[Stored items]
★ ★ ★ ★ ★

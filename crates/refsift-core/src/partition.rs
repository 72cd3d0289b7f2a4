use std::collections::HashSet;

use refsift_model::Table;

use crate::{CoreError, Result, normalize};

/// Result of a set-membership partition: two tables with the data table's
/// header, together holding every data row exactly once.
#[derive(Debug, Clone)]
pub struct Partition {
    /// Rows whose normalized value appears in the reference set.
    pub existing: Table,
    /// Rows whose normalized value does not.
    pub missing: Table,
}

/// Split `data` by membership of its `data_column` values in the normalized
/// value set of `reference`'s `reference_column`.
///
/// Both output tables preserve `data`'s column list and relative row order.
/// Missing data values always land in `missing`. The reference set is built
/// once as a hash set, so the whole partition is O(rows_ref + rows_data).
pub fn partition(
    data: &Table,
    data_column: &str,
    reference: &Table,
    reference_column: &str,
) -> Result<Partition> {
    let data_index = data
        .column_index(data_column)
        .ok_or_else(|| CoreError::ColumnNotFound {
            column: data_column.to_string(),
        })?;
    let reference_index =
        reference
            .column_index(reference_column)
            .ok_or_else(|| CoreError::ColumnNotFound {
                column: reference_column.to_string(),
            })?;

    let reference_set: HashSet<String> = reference
        .rows()
        .iter()
        .filter_map(|row| normalize(&row[reference_index]))
        .collect();

    let columns = data.columns().to_vec();
    let mut existing = Table::new(columns.clone()).expect("data columns are unique");
    let mut missing = Table::new(columns).expect("data columns are unique");

    for row in data.rows() {
        let is_member = normalize(&row[data_index])
            .is_some_and(|key| reference_set.contains(&key));
        let target = if is_member { &mut existing } else { &mut missing };
        target
            .push_row(row.clone())
            .expect("row width matches data table");
    }

    tracing::debug!(
        existing = existing.n_rows(),
        missing = missing.n_rows(),
        reference_values = reference_set.len(),
        "partitioned table"
    );
    Ok(Partition { existing, missing })
}
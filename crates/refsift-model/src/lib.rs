//! Tabular data model shared by all refsift crates.
//!
//! A [`Table`] is an ordered list of uniquely named columns plus ordered
//! rows of string-or-null cells. Cells are never typed beyond
//! [`CellValue::Text`] / [`CellValue::Missing`]: every comparison downstream
//! is a pure string operation, so `"007"` and `7` can never silently match.

mod error;
mod ids;
mod table;

pub use error::{ModelError, Result};
pub use ids::ColumnName;
pub use table::{CellValue, Table};
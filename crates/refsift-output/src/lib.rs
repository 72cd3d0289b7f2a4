//! Table serialization back to delimited text.
//!
//! Comma-separated, one row per line, header line first, RFC 4180 quoting
//! for fields containing the separator, quotes, or line breaks. `Missing`
//! cells are written as empty fields, so a serialized table re-loads to an
//! equal table as long as no text cell is the empty string.

use refsift_model::{CellValue, Table};
use thiserror::Error;

/// Errors that can occur while serializing a table.
#[derive(Debug, Error)]
pub enum OutputError {
    #[error("failed to write delimited text: {0}")]
    Write(#[from] csv::Error),
}

/// Result type for serialization operations.
pub type Result<T> = std::result::Result<T, OutputError>;

/// Serialize a table to CSV bytes.
pub fn to_csv_bytes(table: &Table) -> Result<Vec<u8>> {
    let mut writer = csv::Writer::from_writer(Vec::new());

    writer.write_record(table.columns().iter().map(|column| column.as_str()))?;
    for row in table.rows() {
        writer.write_record(row.iter().map(|cell| match cell {
            CellValue::Text(text) => text.as_str(),
            CellValue::Missing => "",
        }))?;
    }

    writer
        .into_inner()
        .map_err(|error| OutputError::Write(error.into_error().into()))
}

#[cfg(test)]
mod tests {
    use refsift_model::ColumnName;

    use super::*;

    fn table(columns: &[&str], rows: &[&[&str]]) -> Table {
        let columns = columns
            .iter()
            .map(|name| ColumnName::new(*name).unwrap())
            .collect();
        let mut table = Table::new(columns).unwrap();
        for row in rows {
            let cells = row.iter().map(|cell| CellValue::from_field(*cell)).collect();
            table.push_row(cells).unwrap();
        }
        table
    }

    #[test]
    fn writes_header_and_rows() {
        let table = table(&["id", "name"], &[&["1", "Alice"], &["2", ""]]);
        let bytes = to_csv_bytes(&table).unwrap();
        assert_eq!(
            String::from_utf8(bytes).unwrap(),
            "id,name\n1,Alice\n2,\n"
        );
    }

    #[test]
    fn quotes_separator_quote_and_newline() {
        let table = table(
            &["field"],
            &[&["has, comma"], &["has \"quote\""], &["has\nnewline"]],
        );
        let bytes = to_csv_bytes(&table).unwrap();
        assert_eq!(
            String::from_utf8(bytes).unwrap(),
            "field\n\"has, comma\"\n\"has \"\"quote\"\"\"\n\"has\nnewline\"\n"
        );
    }

    #[test]
    fn header_only_table_serializes() {
        let table = table(&["a", "b"], &[]);
        let bytes = to_csv_bytes(&table).unwrap();
        assert_eq!(String::from_utf8(bytes).unwrap(), "a,b\n");
    }
}
use std::fmt;

use crate::ModelError;

/// A validated column name.
///
/// Column identity is exact: names are kept verbatim apart from trimming
/// outer whitespace at construction, and comparison is case-sensitive.
/// Value normalization never applies to column names.
#[derive(
    Debug, Clone, PartialEq, Eq, PartialOrd, Ord, Hash, serde::Serialize, serde::Deserialize,
)]
pub struct ColumnName(String);

impl ColumnName {
    pub fn new(value: impl Into<String>) -> Result<Self, ModelError> {
        let value = value.into();
        let trimmed = value.trim();
        if trimmed.is_empty() {
            return Err(ModelError::EmptyColumnName);
        }
        Ok(Self(trimmed.to_string()))
    }

    pub fn as_str(&self) -> &str {
        &self.0
    }
}

impl fmt::Display for ColumnName {
    fn fmt(&self, f: &mut fmt::Formatter<'_>) -> fmt::Result {
        f.write_str(&self.0)
    }
}

impl PartialEq<str> for ColumnName {
    fn eq(&self, other: &str) -> bool {
        self.0 == other
    }
}

#[cfg(test)]
mod tests {
    use super::*;

    #[test]
    fn rejects_empty_names() {
        assert!(ColumnName::new("").is_err());
        assert!(ColumnName::new("   ").is_err());
    }

    #[test]
    fn trims_outer_whitespace_only() {
        let name = ColumnName::new("  subject id ").unwrap();
        assert_eq!(name.as_str(), "subject id");
    }

    #[test]
    fn comparison_is_case_sensitive() {
        let upper = ColumnName::new("ID").unwrap();
        let lower = ColumnName::new("id").unwrap();
        assert_ne!(upper, lower);
    }
}
//! Command implementations.

use std::fs;
use std::path::{Path, PathBuf};
use std::sync::Arc;

use anyhow::{Context, Result};
use comfy_table::{ContentArrangement, Table as DisplayTable, presets};
use tracing::info;

use refsift_core::{merge, partition};
use refsift_ingest::load_named;
use refsift_model::Table;
use refsift_output::to_csv_bytes;
use refsift_server::ServerConfig;
use refsift_session::TempDirStore;

use crate::cli::{ColumnsArgs, ServeArgs, SiftArgs};

fn load_file(path: &Path) -> Result<Table> {
    let bytes =
        fs::read(path).with_context(|| format!("failed to read {}", path.display()))?;
    let name = path
        .file_name()
        .map(|name| name.to_string_lossy().into_owned())
        .unwrap_or_default();
    load_named(&bytes, &name).with_context(|| format!("failed to load {}", path.display()))
}

/// `refsift columns FILE`: print the header of a tabular file.
pub fn run_columns(args: &ColumnsArgs) -> Result<()> {
    let table = load_file(&args.file)?;

    let mut display = DisplayTable::new();
    display
        .load_preset(presets::UTF8_FULL_CONDENSED)
        .set_content_arrangement(ContentArrangement::Dynamic)
        .set_header(vec!["#", "Column"]);
    for (index, column) in table.columns().iter().enumerate() {
        display.add_row(vec![(index + 1).to_string(), column.as_str().to_string()]);
    }
    println!("{display}");
    println!("{} rows", table.n_rows());
    Ok(())
}

/// What `refsift sift` produced, for the end-of-run summary.
#[derive(Debug)]
pub struct SiftSummary {
    pub existing_rows: usize,
    pub missing_rows: usize,
    pub existing_path: PathBuf,
    pub missing_path: PathBuf,
}

/// `refsift sift`: load, merge, partition, and write both record sets.
pub fn run_sift(args: &SiftArgs) -> Result<SiftSummary> {
    let reference = load_file(&args.reference)?;
    info!(
        file = %args.reference.display(),
        rows = reference.n_rows(),
        "loaded reference table"
    );

    let mut data_tables = Vec::with_capacity(args.data_files.len());
    for path in &args.data_files {
        let table = load_file(path)?;
        info!(file = %path.display(), rows = table.n_rows(), "loaded data table");
        data_tables.push(table);
    }
    let data = merge(&data_tables)?;

    let result = partition(
        &data,
        &args.data_column,
        &reference,
        &args.reference_column,
    )?;

    let output_dir = args
        .output_dir
        .clone()
        .unwrap_or_else(|| PathBuf::from("."));
    fs::create_dir_all(&output_dir)
        .with_context(|| format!("failed to create {}", output_dir.display()))?;

    let missing_path = output_dir.join("missing_records.csv");
    let existing_path = output_dir.join("existing_records.csv");
    fs::write(&missing_path, to_csv_bytes(&result.missing)?)
        .with_context(|| format!("failed to write {}", missing_path.display()))?;
    fs::write(&existing_path, to_csv_bytes(&result.existing)?)
        .with_context(|| format!("failed to write {}", existing_path.display()))?;

    Ok(SiftSummary {
        existing_rows: result.existing.n_rows(),
        missing_rows: result.missing.n_rows(),
        existing_path,
        missing_path,
    })
}

/// Print the sift outcome for humans.
pub fn print_summary(summary: &SiftSummary) {
    println!(
        "missing:  {:>6} rows -> {}",
        summary.missing_rows,
        summary.missing_path.display()
    );
    println!(
        "existing: {:>6} rows -> {}",
        summary.existing_rows,
        summary.existing_path.display()
    );
}

/// `refsift serve`: run the web service until interrupted.
pub fn run_serve(args: &ServeArgs) -> Result<()> {
    let config = match &args.config {
        Some(path) => ServerConfig::load(path)?,
        None => ServerConfig::default(),
    };
    let store = Arc::new(TempDirStore::new()?);

    let runtime = tokio::runtime::Runtime::new().context("failed to start async runtime")?;
    runtime.block_on(refsift_server::serve(config, store))
}
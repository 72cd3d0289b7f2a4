//! refsift CLI library: argument definitions, logging setup, and the
//! command implementations driven by `main`.

pub mod cli;
pub mod commands;
pub mod logging;
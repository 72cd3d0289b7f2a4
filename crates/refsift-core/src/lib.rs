//! Core table operations.
//!
//! Three pure, synchronous functions over in-memory tables:
//!
//! - [`merge`]: column-union concatenation of several tables into one.
//! - [`partition`]: split a data table into rows whose chosen-column value
//!   is present in / absent from a reference table's chosen column.
//! - [`normalize`]: the comparison key used by [`partition`].
//!
//! Nothing here touches files, sessions, or shared state; concurrent calls
//! for independent tables never interfere.

mod error;
mod merge;
mod normalize;
mod partition;

pub use error::{CoreError, Result};
pub use merge::merge;
pub use normalize::{normalize, normalize_text};
pub use partition::{Partition, partition};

★ ★ ★ ★ ★

Give again the closing portion of the entries, from the line with "setup, and the" through the last line. Keep it exact and add nothing.

TASK RESPONSE>
//! refsift CLI library: argument definitions, logging setup, and the
//! command implementations driven by `main`.

pub mod cli;
pub mod commands;
pub mod logging;
repository 72cd3d0289b7f2a4
filename crates/refsift-core/src/lib.rs
//! Core table operations.
//!
//! Three pure, synchronous functions over in-memory tables:
//!
//! - [`merge`]: column-union concatenation of several tables into one.
//! - [`partition`]: split a data table into rows whose chosen-column value
//!   is present in / absent from a reference table's chosen column.
//! - [`normalize`]: the comparison key used by [`partition`].
//!
//! Nothing here touches files, sessions, or shared state; concurrent calls
//! for independent tables never interfere.

mod error;
mod merge;
mod normalize;
mod partition;

pub use error::{CoreError, Result};
pub use merge::merge;
pub use normalize::{normalize, normalize_text};
pub use partition::{Partition, partition};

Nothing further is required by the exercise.